Recently, The New York Times and the National Geographic have hailed the "new face of America" as young, global, and hybrid. The NY Times gave this demographic a name: Generation E.A. (Ethnically Ambiguous). Our course examines the political and aesthetic implications of Generation E.A., and the hot new vogue for all things mixed. Galvanized by the 2000 census with its "mark one or more" (MOOM) racial option, dozens of organizations, websites, affinity and advocacy groups, modeling and casting agencies, television pilots, magazines, and journals--all focused on multi-racial/multi-cultural experiences--have emerged in the last few years. We will analyze representations of mixed race and multiculturalism in law, literature, history, art, performance, film, comedy, and popular culture. These cultural and legal events are changing the way we talk and think about race.
Importantly, our seminar also broadens this discussion beyond race, exploring how crossings of the color-line so often intersect with other aspects of experience related to gender, religion, culture, or class.
Field trips, films, communal lunches, and interactive assignments help us explore the current controversies over mixed-race identification and, more generally, the expressive and political possibilities for representing complex identities. Requirements include three two- to three-page analytical writing assignments, a presentation that can include an optional artistic or media component, and a final group-designed project.
If you are a citizen of the 21st century, this class is for and about you.
Professor, English, William Robertson Coe Professor of American Studies, Olivier Nomellini Family University Fellow in Undergraduate Education, Director of the Graduate Program in Modern Thought and Literature (MTL)
Michele Elam is a Professor of English, the William Robertson Coe Professor of American Studies, an Olivier Nomellini Family University Fellow in Undergraduate Education, and the Director of the Graduate Interdisciplinary Program in Modern Thought and Literature at Stanford.

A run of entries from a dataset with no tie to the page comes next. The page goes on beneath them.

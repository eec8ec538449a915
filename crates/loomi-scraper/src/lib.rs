pub mod browser;
pub mod error;
pub mod extract;
pub mod links;
pub mod manager;
pub mod output;
pub mod probe;
pub mod rate_limit;
mod retry;
pub mod robots;
pub mod settings;
pub mod strategy;

pub use error::{ExtractionError, FetchError, ScraperError, StrategyError};
pub use extract::{Extractor, ExtractorRegistry};
pub use manager::{
    AttemptOutcome, ProductCounts, RunOutcome, ScrapeAttemptResult, ScrapeManager, ScrapeSummary,
    TriedStrategy,
};
pub use probe::{EnvironmentProbe, ProbeOptions};
pub use rate_limit::AdaptiveRateLimiter;
pub use robots::RobotsPolicy;
pub use settings::ScrapeSettings;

Elam is the author of The Souls of Mixed Folk: Race, Politics, and Aesthetics in the New Millennium (2011), Race, Work, and Desire in American Literature, 1860-1930 (2003), and Editor of the Cambridge Companion to James Baldwin (2015), among her many other publications. She is currently working on an interdisciplinary Critical Mixed Race Studies Reader. Elam has served as Director of the Program in African & African American Studies (2007-10), Director of Curriculum in the Department of English (2011-13) and Director of Undergraduate Studies (2006-8). Chair of the Executive Committee for the Black Literatures & Culture Division of the Modern Language Association (2009-13), and Advisory Committee for the American Literature Society at MLA, she is a founding member of the Critical Mixed Race Studies Association and Advisor for the Mixed Race Initiative, 100 universities worldwide joined in a multi-institution synchronous teaching program centered around the Asian American Literary Review, Special Issue on Mixed Race (2013).
Elam is thrice the recipient of the "St. Clair Drake Outstanding Teaching Award" (2004, 2006, 2015) and the "Outstanding Faculty Recognition Award for Outstanding Service to Undergraduate Students as a Teacher, Advisor and Mentor" from the Program in Comparative Studies in Race & Ethnicity (2013).